Member of the Perak State Executive Council (Youth, Sports and Human Capital Development)
- In office 19 May 2018 – 10 March 2020
- Monarch: Nazrin Shah
- Menteri Besar: Ahmad Faizal Azumu
- Preceded by: Shahrul Zaman Yahya (Youth and Sports) Saarani Mohamad (Human Capital Development)
- Succeeded by: Khairul Shahril Mohamed (Youth and Sports) Razman Zakaria (Human Capital Development)
- Constituency: Pasir Pinji

Member of the Malaysian Parliament for Ipoh Timor
- Incumbent
- Assumed office 19 November 2022
- Preceded by: Wong Kah Woh (PH–DAP)
- Majority: 43,888 (2022)

Member of the Perak State Legislative Assembly for Pasir Pinji
- In office 5 May 2013 – 19 November 2022
- Preceded by: Thomas Su Keong Siong (PR–DAP)
- Succeeded by: Goh See Hua (PH–DAP)
- Majority: 22,387 (2013) 26,010 (2018)

National Political Education Director of the Democratic Action Party
- Incumbent
- Assumed office 16 March 2025
- Assistant: Vivian Wong Shir Yee
- Secretary-General: Anthony Loke Siew Fook
- Preceded by: Wong Kah Woh

Youth Chief of the Democratic Action Party
- In office 2 December 2018 – 19 March 2022
- Deputy: Chiong Yoke Kong
- Secretary-General: Anthony Loke Siew Fook
- Preceded by: Wong Kah Woh
- Succeeded by: Kelvin Yii Lee Wuen

4th Youth Chief of the Pakatan Harapan
- In office 12 September 2021 – 29 July 2022
- President: Wan Azizah Wan Ismail
- Chairman: Anwar Ibrahim
- Preceded by: Shazni Munir Mohd Ithnin
- Succeeded by: Kelvin Yii Lee Wuen

Faction represented in Dewan Rakyat
- 2022–: Pakatan Harapan

Faction represented in Perak State Legislative Assembly
- 2013–2018: Democratic Action Party
- 2018–2022: Pakatan Harapan

Personal details
- Born: Howard Lee Chuan How 3 January 1983 (age 43) Ipoh, Perak, Malaysia
- Citizenship: Malaysian
- Party: Liberal Democrats (UK) (2010) Democratic Action Party (DAP) (since 2008)
- Other political affiliations: Pakatan Rakyat (PR) (2008–2015) Pakatan Harapan (PH) (since 2015)
- Spouse: Cherie Lai Cheau Yee
- Children: Bernice Lee E Qing
- Alma mater: Great Yarmouth College
- Occupation: Politician
- Website: howardlee.My

= Howard Lee Chuan How =

Malaysian politician

Howard Lee Chuan How (李存孝 (Lí Chûn-hàu, Lei5 Cyun4 Haau3, Lǐ Cúnxiào); born 3 January 1983) is a Malaysian politician who has served as the Member of Parliament (MP) for Ipoh Timor since November 2022. He served as member of the Perak State Executive Council (EXCO) in the Pakatan Harapan (PH) state administration under former Menteri Besar Ahmad Faizal Azumu from May 2018 to March 2020 and Member of the Perak State Legislative Assembly (MLA) for Pasir Pinji from May 2013 to November 2022. He is a member of the Democratic Action Party (DAP), a component party of the PH coalition. He has served as the National Political Education Director of DAP since March 2025 and is the State Treasurer of DAP of Perak. He served as the Youth Chief of PH from September 2021 to July 2022 and the Youth Chief of DAP from December 2018 to March 2022. He was also the 24th President of International Union of Socialist Youth (IUSY).

== Early life ==
Lee was born in Ipoh in 1983 and was schooled at SRJK (C) Poi Lam until primary 6. He then continued his secondary education at Great Yarmouth High School & Technology College, United Kingdom, and completed a BTEC National Diploma in Science at Great Yarmouth FE College in the East of England.

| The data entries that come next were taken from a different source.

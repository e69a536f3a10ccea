//! Attempt evaluation entities: outcomes, phases, and audit records.

use chrono::{DateTime, Utc};
use serde::{Deserialize, Serialize};
use uuid::Uuid;

use kg_shared::types::UserId;

/// Minimum entry length before an attempt is handed to the verifier.
///
/// Entries shorter than this still count as failed attempts but never reach
/// the credential store, so incidental input (pocket presses, stray touches)
/// cannot provoke a lockout.
pub const MINIMUM_LENGTH_BEFORE_REPORT: usize = 3;

/// Result of one credential verification
#[derive(Debug, Clone, Copy, PartialEq, Eq, Serialize, Deserialize)]
pub struct VerificationOutcome {
    /// Whether the credential matched the stored one
    pub matched: bool,
    /// Duration of the new lockout window in milliseconds; zero when the
    /// failure carries no lockout. Unused when `matched` is true.
    pub lockout_timeout_ms: u64,
}

impl VerificationOutcome {
    /// Outcome for a matched credential
    pub fn matched() -> Self {
        Self {
            matched: true,
            lockout_timeout_ms: 0,
        }
    }

    /// Outcome for a normal failed attempt with no new lockout
    pub fn mismatch() -> Self {
        Self {
            matched: false,
            lockout_timeout_ms: 0,
        }
    }

    /// Outcome for a failed attempt that starts a lockout window
    pub fn lockout(timeout_ms: u64) -> Self {
        Self {
            matched: false,
            lockout_timeout_ms: timeout_ms,
        }
    }

    /// Whether this outcome starts a new lockout window
    pub fn triggers_lockout(&self) -> bool {
        !self.matched && self.lockout_timeout_ms > 0
    }
}

/// Externally observable controller phase. Exactly one holds at a time.
#[derive(Debug, Clone, Copy, PartialEq, Eq, Serialize, Deserialize)]
#[serde(rename_all = "snake_case")]
pub enum AttemptPhase {
    /// Accepting input; no verification in flight
    Idle,
    /// A verification request is pending
    Verifying,
    /// Attempts are disallowed until the lockout deadline passes
    LockedOut,
}

/// Audit record of one evaluated attempt
#[derive(Debug, Clone, PartialEq, Eq, Serialize, Deserialize)]
pub struct AttemptRecord {
    /// Unique identifier for the record
    pub id: Uuid,

    /// User slot the attempt was made against
    pub user_id: UserId,

    /// Whether the credential matched
    pub succeeded: bool,

    /// Lockout window the attempt triggered, zero for none
    pub lockout_timeout_ms: u64,

    /// Wall-clock timestamp of the evaluation
    pub occurred_at: DateTime<Utc>,
}

impl AttemptRecord {
    /// Record a successful attempt
    pub fn success(user_id: UserId) -> Self {
        Self::new(user_id, true, 0)
    }

    /// Record a failed attempt, with the lockout window it triggered (if any)
    pub fn failure(user_id: UserId, lockout_timeout_ms: u64) -> Self {
        Self::new(user_id, false, lockout_timeout_ms)
    }

    fn new(user_id: UserId, succeeded: bool, lockout_timeout_ms: u64) -> Self {
        Self {
            id: Uuid::new_v4(),
            user_id,
            succeeded,
            lockout_timeout_ms,
            occurred_at: Utc::now(),
        }
    }
}

#[cfg(test)]
mod tests {
    use super::*;

    #[test]
    fn test_matched_outcome_never_triggers_lockout() {
        let outcome = VerificationOutcome::matched();
        assert!(outcome.matched);
        assert!(!outcome.triggers_lockout());
    }

    #[test]
    fn test_mismatch_with_zero_timeout_is_plain_failure() {
        let outcome = VerificationOutcome::mismatch();
        assert!(!outcome.matched);
        assert_eq!(outcome.lockout_timeout_ms, 0);
        assert!(!outcome.triggers_lockout());
    }

    #[test]
    fn test_positive_timeout_triggers_lockout() {
        let outcome = VerificationOutcome::lockout(30_000);
        assert!(!outcome.matched);
        assert!(outcome.triggers_lockout());
    }

    #[test]
    fn test_failure_record_carries_timeout() {
        let record = AttemptRecord::failure(UserId(3), 30_000);
        assert!(!record.succeeded);
        assert_eq!(record.lockout_timeout_ms, 30_000);
        assert_eq!(record.user_id, UserId(3));
    }

    #[test]
    fn test_success_record() {
        let record = AttemptRecord::success(UserId::PRIMARY);
        assert!(record.succeeded);
        assert_eq!(record.lockout_timeout_ms, 0);
    }
}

Lee has been involved in politics & activism as early as the age of 16 when he was elected vice president of the local Student Union in the East of England. He was the general manager of a Pizza Hut in Norwich UK Lee and a few of his counterparts founded a civil and society movement that revitalized a previously neglected section of Norwich City, into a heritage attraction and booming retail district. Active in local politics throughout his working life, he also contested as a candidate under the UK Liberal Democrats at a City Council by election.

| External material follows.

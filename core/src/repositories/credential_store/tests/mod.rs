//! Tests for the credential store implementations

#[cfg(test)]
mod memory_tests;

Lee returned to Malaysia at the end of 2007 saw the start of his involvement with DAP. He later joined DAP in January 2008 at the age of 25. He was appointed the campaign manager for Wong Kah Woh, the PR and DAP candidate for the Canning state seat who was making his electoral debut in the 2008 Perak state election.

== Political career ==
===United Kingdom===
In 2010, Lee contested in United Kingdom for the Norwich City Council by-election on a Liberal Democrats ticket but lost to the Labour Party candidate by 247 majority.

===Malaysia===
During the 2013 general election, Lee won the Pasir Pinji state seat polling 17,896 votes defeating Barisan National candidate with 13,632 majority.

In 2015, he was elected as one of the DAPSY central committee member and also Perak DAPSY Chief.

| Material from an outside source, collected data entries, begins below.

//! Main attempt controller implementation.

use async_trait::async_trait;
use std::sync::{Arc, Weak};
use tokio::sync::Mutex;
use tracing::{debug, info, warn};
use uuid::Uuid;

use crate::domain::entities::attempt::{AttemptPhase, VerificationOutcome};
use crate::domain::entities::lockout::LockoutState;
use crate::domain::value_objects::Credential;
use crate::errors::{AttemptError, DomainResult};
use crate::repositories::CredentialStore;
use crate::services::clock::Clock;
use crate::services::scheduler::{CountdownObserver, LockoutScheduler};
use crate::services::verifier::{CredentialVerifier, OutcomeSink, PendingVerification};
use kg_shared::config::CountdownConfig;
use kg_shared::types::{MonotonicMillis, SecurityMessage, UserId};

use super::config::AttemptControllerConfig;
use super::policy::LockoutPolicy;
use super::traits::{EntryView, MessageDisplay, SecurityCallback};

struct ControllerState {
    phase: AttemptPhase,
    lockout: LockoutState,
    pending: Option<PendingVerification>,
    initialized: bool,
}

impl ControllerState {
    fn new() -> Self {
        Self {
            phase: AttemptPhase::Idle,
            lockout: LockoutState::none(),
            pending: None,
            initialized: false,
        }
    }

    /// Cancel and drop the pending request, if any. Returns whether one existed.
    fn cancel_pending(&mut self) -> bool {
        match self.pending.take() {
            Some(pending) => {
                pending.cancel();
                true
            }
            None => false,
        }
    }
}

struct ControllerInner<S, V, M, C, K>
where
    S: CredentialStore + 'static,
    V: EntryView + 'static,
    M: MessageDisplay + 'static,
    C: SecurityCallback + 'static,
    K: Clock,
{
    store: Arc<S>,
    view: Arc<V>,
    messages: Arc<M>,
    callback: Arc<C>,
    clock: Arc<K>,
    verifier: CredentialVerifier<S>,
    scheduler: LockoutScheduler<K>,
    user_id: UserId,
    config: AttemptControllerConfig,
    policy: LockoutPolicy,
    state: Mutex<ControllerState>,
    weak_self: Weak<Self>,
}

impl<S, V, M, C, K> ControllerInner<S, V, M, C, K>
where
    S: CredentialStore + 'static,
    V: EntryView + 'static,
    M: MessageDisplay + 'static,
    C: SecurityCallback + 'static,
    K: Clock,
{
    async fn reset(&self) -> DomainResult<()> {
        // start fresh
        self.view.reset_entry(false);

        let deadline = self.store.lockout_deadline(self.user_id).await?;
        let now = self.clock.now_millis();

        let mut state = self.state.lock().await;
        state.initialized = true;

        // if the user is currently locked out, enforce it
        if self.policy.should_lockout(deadline) && deadline > now {
            self.enter_lockout(&mut state, deadline).await;
        } else {
            state.lockout.clear();
            state.phase = AttemptPhase::Idle;
            self.view.set_input_enabled(true);
            self.view.reset_state();
        }
        Ok(())
    }

    async fn submit_attempt(&self, credential: Credential) -> DomainResult<()> {
        let mut state = self.state.lock().await;

        if !state.initialized {
            warn!(
                user_id = %self.user_id,
                event = "attempt_rejected",
                "Attempt submitted before the first reset"
            );
            return Err(AttemptError::NotReset.into());
        }
        if state.phase == AttemptPhase::LockedOut {
            let remaining_ms = state.lockout.remaining_ms(self.clock.now_millis());
            warn!(
                user_id = %self.user_id,
                remaining_ms = remaining_ms,
                event = "attempt_rejected",
                "Attempt submitted during lockout; input should be disabled"
            );
            return Err(AttemptError::SubmittedWhileLockedOut { remaining_ms }.into());
        }

        self.view.set_input_enabled(false);
        state.cancel_pending();

        if credential.len() < self.config.min_length_before_report {
            // Too short to be a real entry, so it never reaches the store and
            // cannot provoke a lockout. It still counts as a failed attempt.
            debug!(
                user_id = %self.user_id,
                length = credential.len(),
                event = "attempt_too_short",
                "Skipping verifier for short entry"
            );
            return self
                .process_outcome(&mut state, credential, VerificationOutcome::mismatch())
                .await;
        }

        let sink: Weak<dyn OutcomeSink> = self.weak_self.clone();
        let pending = self.verifier.check(credential, self.user_id, sink);
        debug!(
            user_id = %self.user_id,
            request_id = %pending.request_id(),
            event = "attempt_submitted",
            "Verification issued"
        );
        state.pending = Some(pending);
        state.phase = AttemptPhase::Verifying;
        Ok(())
    }

    /// Apply one evaluated outcome. Runs with the state lock held, so it can
    /// never interleave with another controller operation.
    async fn process_outcome(
        &self,
        state: &mut ControllerState,
        credential: Credential,
        outcome: VerificationOutcome,
    ) -> DomainResult<()> {
        self.view.set_input_enabled(true);
        state.pending = None;

        if outcome.matched {
            info!(
                user_id = %self.user_id,
                event = "attempt_matched",
                "Credential matched; requesting unlock"
            );
            state.phase = AttemptPhase::Idle;
            self.callback.on_attempt_result(true, 0);
            self.callback.on_unlock();
        } else {
            self.callback
                .on_attempt_result(false, outcome.lockout_timeout_ms);

            let failed_attempts = self
                .store
                .failed_attempt_count(self.user_id)
                .await
                .unwrap_or_default();
            warn!(
                user_id = %self.user_id,
                failed_attempts = failed_attempts,
                lockout_timeout_ms = outcome.lockout_timeout_ms,
                event = "attempt_failed",
                "Credential mismatch"
            );

            if outcome.triggers_lockout() {
                let deadline = self
                    .store
                    .set_lockout_deadline(self.user_id, outcome.lockout_timeout_ms)
                    .await?;
                self.enter_lockout(state, deadline).await;
            } else {
                state.phase = AttemptPhase::Idle;
            }
            self.messages.show_message(SecurityMessage::WrongCredential);
        }

        self.view.reset_entry(true);
        drop(credential);
        Ok(())
    }

    /// Prevent further entry until the deadline passes and start the countdown
    async fn enter_lockout(&self, state: &mut ControllerState, deadline: MonotonicMillis) {
        state.phase = AttemptPhase::LockedOut;
        state.lockout.arm(deadline);
        self.view.set_input_enabled(false);

        let now = self.clock.now_millis();
        info!(
            user_id = %self.user_id,
            deadline = deadline,
            remaining_ms = state.lockout.remaining_ms(now),
            event = "lockout_started",
            "Enforcing attempt lockout"
        );

        let observer: Weak<dyn CountdownObserver> = self.weak_self.clone();
        self.scheduler.start(deadline, observer).await;
    }

    async fn on_pause(&self) {
        let mut state = self.state.lock().await;
        if state.cancel_pending() {
            debug!(
                user_id = %self.user_id,
                event = "attempt_paused",
                "Cancelled pending verification on pause"
            );
        }
    }

    fn notify_user_input(&self) {
        self.callback.on_user_activity();
        self.messages.clear_message();
    }

    async fn phase(&self) -> AttemptPhase {
        self.state.lock().await.phase
    }
}

#[async_trait]
impl<S, V, M, C, K> OutcomeSink for ControllerInner<S, V, M, C, K>
where
    S: CredentialStore + 'static,
    V: EntryView + 'static,
    M: MessageDisplay + 'static,
    C: SecurityCallback + 'static,
    K: Clock,
{
    async fn on_outcome(
        &self,
        request_id: Uuid,
        credential: Credential,
        outcome: VerificationOutcome,
    ) {
        let mut state = self.state.lock().await;

        // Only the currently pending request may deliver; anything else was
        // superseded or cancelled while delivery was already in flight.
        let current = state.pending.as_ref().map(PendingVerification::request_id);
        if current != Some(request_id) {
            debug!(
                request_id = %request_id,
                event = "outcome_discarded",
                "Discarding stale verification outcome"
            );
            return;
        }

        if let Err(error) = self.process_outcome(&mut state, credential, outcome).await {
            warn!(
                request_id = %request_id,
                error = %error,
                "Failed to process verification outcome"
            );
        }
    }
}

#[async_trait]
impl<S, V, M, C, K> CountdownObserver for ControllerInner<S, V, M, C, K>
where
    S: CredentialStore + 'static,
    V: EntryView + 'static,
    M: MessageDisplay + 'static,
    C: SecurityCallback + 'static,
    K: Clock,
{
    async fn on_countdown_tick(&self, seconds_remaining: u32) {
        let state = self.state.lock().await;
        if state.phase != AttemptPhase::LockedOut {
            return;
        }
        self.messages
            .show_message(SecurityMessage::LockoutCountdown { seconds_remaining });
    }

    async fn on_countdown_expired(&self) {
        let mut state = self.state.lock().await;
        if state.phase != AttemptPhase::LockedOut {
            return;
        }
        state.lockout.clear();
        state.phase = AttemptPhase::Idle;
        self.messages.clear_message();
        self.view.set_input_enabled(true);
        self.view.reset_state();

        info!(
            user_id = %self.user_id,
            event = "lockout_expired",
            "Lockout expired; attempts allowed again"
        );
    }
}

/// Single authority over attempt submission, lockout enforcement, and phase
/// transitions for one credential-entry screen.
///
/// All public operations are serialized against each other and against
/// asynchronous outcome and countdown delivery, so callers observe one
/// consistent phase at a time. `reset` must be called once before the first
/// `submit_attempt`.
pub struct AttemptController<S, V, M, C, K>
where
    S: CredentialStore + 'static,
    V: EntryView + 'static,
    M: MessageDisplay + 'static,
    C: SecurityCallback + 'static,
    K: Clock,
{
    inner: Arc<ControllerInner<S, V, M, C, K>>,
}

impl<S, V, M, C, K> Clone for AttemptController<S, V, M, C, K>
where
    S: CredentialStore + 'static,
    V: EntryView + 'static,
    M: MessageDisplay + 'static,
    C: SecurityCallback + 'static,
    K: Clock,
{
    fn clone(&self) -> Self {
        Self {
            inner: Arc::clone(&self.inner),
        }
    }
}

impl<S, V, M, C, K> AttemptController<S, V, M, C, K>
where
    S: CredentialStore + 'static,
    V: EntryView + 'static,
    M: MessageDisplay + 'static,
    C: SecurityCallback + 'static,
    K: Clock,
{
    /// Create a new controller with the default lockout policy
    ///
    /// # Arguments
    ///
    /// * `store` - Credential store owning comparison and durable lockout state
    /// * `view` - Credential-entry surface hooks
    /// * `messages` - Security message area
    /// * `callback` - Security event callbacks
    /// * `clock` - Monotonic time source
    /// * `user_id` - User slot this controller verifies against
    /// * `config` - Controller configuration
    pub fn new(
        store: Arc<S>,
        view: Arc<V>,
        messages: Arc<M>,
        callback: Arc<C>,
        clock: Arc<K>,
        user_id: UserId,
        config: AttemptControllerConfig,
    ) -> Self {
        Self::with_policy(
            store,
            view,
            messages,
            callback,
            clock,
            user_id,
            config,
            LockoutPolicy::default(),
        )
    }

    /// Create a new controller with a custom lockout policy
    #[allow(clippy::too_many_arguments)]
    pub fn with_policy(
        store: Arc<S>,
        view: Arc<V>,
        messages: Arc<M>,
        callback: Arc<C>,
        clock: Arc<K>,
        user_id: UserId,
        config: AttemptControllerConfig,
        policy: LockoutPolicy,
    ) -> Self {
        let inner = Arc::new_cyclic(|weak_self: &Weak<ControllerInner<S, V, M, C, K>>| {
            ControllerInner {
                verifier: CredentialVerifier::new(Arc::clone(&store)),
                scheduler: LockoutScheduler::new(
                    Arc::clone(&clock),
                    CountdownConfig {
                        tick_interval_ms: config.tick_interval_ms,
                    },
                ),
                store,
                view,
                messages,
                callback,
                clock,
                user_id,
                config,
                policy,
                state: Mutex::new(ControllerState::new()),
                weak_self: weak_self.clone(),
            }
        });
        Self { inner }
    }

    /// Clear the entry display and enforce any persisted lockout.
    ///
    /// Reads the persisted deadline for this user: if the policy says it
    /// still enforces a lockout and it lies in the future, the controller
    /// enters `LockedOut` and the countdown starts from the remaining time;
    /// otherwise it enters `Idle` and the per-screen state hook runs.
    pub async fn reset(&self) -> DomainResult<()> {
        self.inner.reset().await
    }

    /// Evaluate one credential entry.
    ///
    /// Returns immediately; the outcome arrives through the callbacks. A
    /// pending verification is cancelled first, so at most one is ever in
    /// flight. Entries shorter than the configured minimum are reported as
    /// failed attempts without reaching the store.
    ///
    /// # Errors
    ///
    /// * [`AttemptError::NotReset`] if `reset` has never run
    /// * [`AttemptError::SubmittedWhileLockedOut`] during a lockout window
    pub async fn submit_attempt(&self, credential: Credential) -> DomainResult<()> {
        self.inner.submit_attempt(credential).await
    }

    /// Cancel any pending verification. Idempotent; lockout state and the
    /// running countdown are untouched.
    pub async fn on_pause(&self) {
        self.inner.on_pause().await
    }

    /// Equivalent to [`reset`](AttemptController::reset)
    pub async fn on_resume(&self) -> DomainResult<()> {
        self.inner.reset().await
    }

    /// Report a raw input event: forwards user activity and clears any
    /// visible message
    pub fn notify_user_input(&self) {
        self.inner.notify_user_input()
    }

    /// Currently observable phase
    pub async fn phase(&self) -> AttemptPhase {
        self.inner.phase().await
    }
}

In 2016, Lee was also elected as the new President of IUSY, the largest political youth organisation in the world during the congress in Albania. He is the first Southeast Asian to be elected to the position, and this is the highest international position that DAPSY has achieved. He was also appointed into the board of the Progressive Alliance, the highest forum of the global organisation in his capacity as the IUSY President. He is also standing member of SocDem Asia's Steering Committee, representing DAP at the regional level

In 2017, Lee's loyalty towards Malaysia was questioned when it was revealed that he tried to obtain British naturalisation in 2002 and settlement visa in 2007 but were denied consecutively for both. He also had set up an online petition and a video plea seeking support to allow him to return to the United Kingdom upon coming back to Malaysia.

During the 2018 general election, Lee retained his state constituency of Pasir Pinji seat polling 23,282 votes, defeating Barisan Nasional candidate with 20,856 majority.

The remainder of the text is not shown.